%% Filtering in Matlab tutorial 2 - Ellen Lau, Nov. 7 2006

%% In this tutorial we examine the properties of several different filters
%% in the matlab package. without knowing too much technical information
%% about them before hand, we can discover most of what we need to
%% know about their application and effects on our data by looking at
%% 1)their frequency response function, 2) their effect on our data in the
%% frequency domain, 3) their effect on our data in the time domain. 

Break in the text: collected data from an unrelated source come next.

//! Session credentials resolution.
//!
//! The bridge must never prompt for a password once it has logged in. The
//! access token and device id of the first login are handed to user-provided
//! "store" commands and read back through "read" commands on every start:
//!
//! ```text
//! read token ──► empty? ──no──► read device id ──► restore session
//!                  │
//!                 yes
//!                  ▼
//!           read password ──► login ──► store device id, store token
//! ```
//!
//! Where those values end up (a file, the system keyring, a password
//! manager...) is decided by the commands only.

use anyhow::{Context, bail};
use log::{debug, info, warn};

use crate::{
    matrix::{Authenticator, LoginTokens},
    shell::CommandRunner,
};

/// An established Matrix session, immutable for the process lifetime.
#[derive(Clone, PartialEq, Eq)]
pub struct Session {
    /// Homeserver host, without scheme
    pub homeserver: String,
    /// Fully qualified user id
    pub user_id: String,
    pub device_id: String,
    pub access_token: String,
}

impl std::fmt::Debug for Session {
    fn fmt(&self, f: &mut std::fmt::Formatter<'_>) -> std::fmt::Result {
        f.debug_struct("Session")
            .field("homeserver", &self.homeserver)
            .field("user_id", &self.user_id)
            .field("device_id", &self.device_id)
            .field("access_token", &"<redacted>")
            .finish()
    }
}

/// External commands used to obtain and cache credentials.
///
/// Every command is run through `sh -c`. Read commands print the value on
/// standard output, store commands receive it on standard input.
#[derive(Debug, Clone, Default)]
pub struct CredentialCommands {
    /// Prints the account password, only run when nothing is cached
    pub pass_command: Option<String>,
    pub token_command: Option<String>,
    pub store_token_command: Option<String>,
    pub device_command: Option<String>,
    pub store_device_command: Option<String>,
}

/// Resolves the session, resuming the cached one or logging in.
///
/// # Arguments
///
/// * `runner` - Runs the credential commands
/// * `auth` - Protocol client used to restore or log in
/// * `homeserver` - Homeserver host
/// * `user_id` - Fully qualified user id
/// * `commands` - Configured credential commands
/// * `device_name` - Device display name used for a fresh login
///
/// # Errors
///
/// Any failing command, a cached token without a device id, a missing password
/// command on cache miss or a rejected login are fatal. Nothing is retried.
pub async fn resolve_session<R, A>(
    runner: &R,
    auth: &A,
    homeserver: &str,
    user_id: &str,
    commands: &CredentialCommands,
    device_name: &str,
) -> anyhow::Result<Session>
where
    R: CommandRunner + ?Sized,
    A: Authenticator + ?Sized,
{
    let access_token = read_cached(runner, commands.token_command.as_deref())
        .await
        .context("failed to read cached access token")?;

    if !access_token.is_empty() {
        debug!("found cached access token");

        let device_id = read_cached(runner, commands.device_command.as_deref())
            .await
            .context("failed to read cached device id")?;
        if device_id.is_empty() {
            bail!("an access token is cached but no device id is");
        }

        let session = Session {
            homeserver: homeserver.to_owned(),
            user_id: user_id.to_owned(),
            device_id,
            access_token,
        };
        auth.restore(&session)
            .await
            .context("failed to restore cached session")?;

        return Ok(session);
    }

    info!("no cached session, logging in with password");

    let Some(pass_command) = commands.pass_command.as_deref() else {
        bail!("no cached session and no password command configured");
    };
    let password = runner
        .read(pass_command)
        .await
        .context("failed to read password")?;

    let LoginTokens {
        device_id,
        access_token,
    } = auth
        .login(&password, device_name)
        .await
        .context("login rejected")?;

    store_cached(runner, commands.store_device_command.as_deref(), &device_id)
        .await
        .context("failed to store device id")?;
    store_cached(runner, commands.store_token_command.as_deref(), &access_token)
        .await
        .context("failed to store access token")?;

    Ok(Session {
        homeserver: homeserver.to_owned(),
        user_id: user_id.to_owned(),
        device_id,
        access_token,
    })
}

/// Runs a read command, an unconfigured command reads as empty.
async fn read_cached<R: CommandRunner + ?Sized>(
    runner: &R,
    command: Option<&str>,
) -> anyhow::Result<String> {
    match command {
        Some(command) => Ok(runner.read(command).await?),
        None => Ok(String::new()),
    }
}

/// Runs a store command, an unconfigured command is skipped.
async fn store_cached<R: CommandRunner + ?Sized>(
    runner: &R,
    command: Option<&str>,
    value: &str,
) -> anyhow::Result<()> {
    match command {
        Some(command) => Ok(runner.store(command, value).await?),
        None => {
            warn!("no store command configured, the next start will log in again");
            Ok(())
        }
    }
}
//! Utility functions for identifiers and default paths.

use std::path::PathBuf;

/// Name of the data directory created under the XDG data home.
const APP_DIR: &str = "mpmc";

/// Returns the homeserver host, without `https://` scheme or trailing slash.
///
/// # Examples
///
/// ```
/// # use mpmc::utils::normalize_homeserver;
/// assert_eq!(normalize_homeserver("https://matrix.org/"), "matrix.org");
/// ```
pub fn normalize_homeserver(homeserver: &str) -> String {
    let host = homeserver.trim();
    let host = host.strip_prefix("https://").unwrap_or(host);
    host.trim_end_matches('/').to_owned()
}

/// Qualifies a bare localpart into a full user id on `homeserver`.
///
/// A value already starting with `@` is returned as is.
pub fn qualify_user_id(user: &str, homeserver: &str) -> String {
    if user.starts_with('@') {
        user.to_owned()
    } else {
        format!("@{}:{}", user, homeserver)
    }
}

/// Default mailbox directory: `$XDG_DATA_HOME/mpmc`, or `~/.local/share/mpmc`.
pub fn default_data_dir() -> PathBuf {
    dirs::data_dir()
        .or_else(|| dirs::home_dir().map(|home| home.join(".local/share")))
        .unwrap_or_else(|| PathBuf::from(".local/share"))
        .join(APP_DIR)
}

%% Let's get back our 50 + 120 hz component wave from the last problem:

Fs = 1000;                    % Sampling frequency
T = 1/Fs;                     % Sample time
L = 1000;                     % Length of signal
t = (0:L-1)*T;                % Time vector
figure;

x1 = 0.7*sin(2*pi*50*t);
x2 = sin(2*pi*120*t);

subplot(3,1,1),plot(Fs*t(1:50),x1(1:50)),title('50 hz sin wave');
subplot(3,1,2),plot(Fs*t(1:50),x2(1:50)),title('120 hz sin wave');

x = 0.7*sin(2*pi*50*t) + sin(2*pi*120*t);     %%create whole signal from component sinusoids

subplot(3,1,3),plot(Fs*t(1:50),x(1:50)),title('whole pure signal x(t)');

NFFT = 2^nextpow2(L); % Next power of 2 up from length of the signal--need this for the fast fourier transform algorithm 
Y = fft(x,NFFT)/L;    % calculate the fast fourier transform and scale it to length
f = Fs/2*linspace(0,1,NFFT/2);   %%linspace creates a linearly spaced vector between 0 and 1 with NFFT/2 points evenly distributed
                                 %%this step gives you the x axis for your frequency spectrum. go up only to NFFT/2, not NFFT, b/c
                                 %%spectrum is redundant in second half
figure;
% Plot single-sided amplitude spectrum.
bar(f,2*abs(Y(1:NFFT/2))) 
title('Single-Sided Amplitude Spectrum of x(t)')
xlabel('Frequency (Hz)')
ylabel('|Y(f)|')


%% The way filtering works in Matlab is, you create the filter and get back
%% the coefficients, and then you do a separate command to do the actual
%% filtering of the waveform.  

%% Let's look at how this would work in a Butterworth filter, which is
%% known as one of the more gradual cutoff filters

[b,a] = butter(9,100/500,'low');

%% given a sampling rate of 1000, this command returns a 9th order lowpass digital Butterworth filter with normalized cutoff frequency 100 Hz. 
%% It returns the filter coefficients in length n+1 row vectors b and a, with coefficients in descending powers of z.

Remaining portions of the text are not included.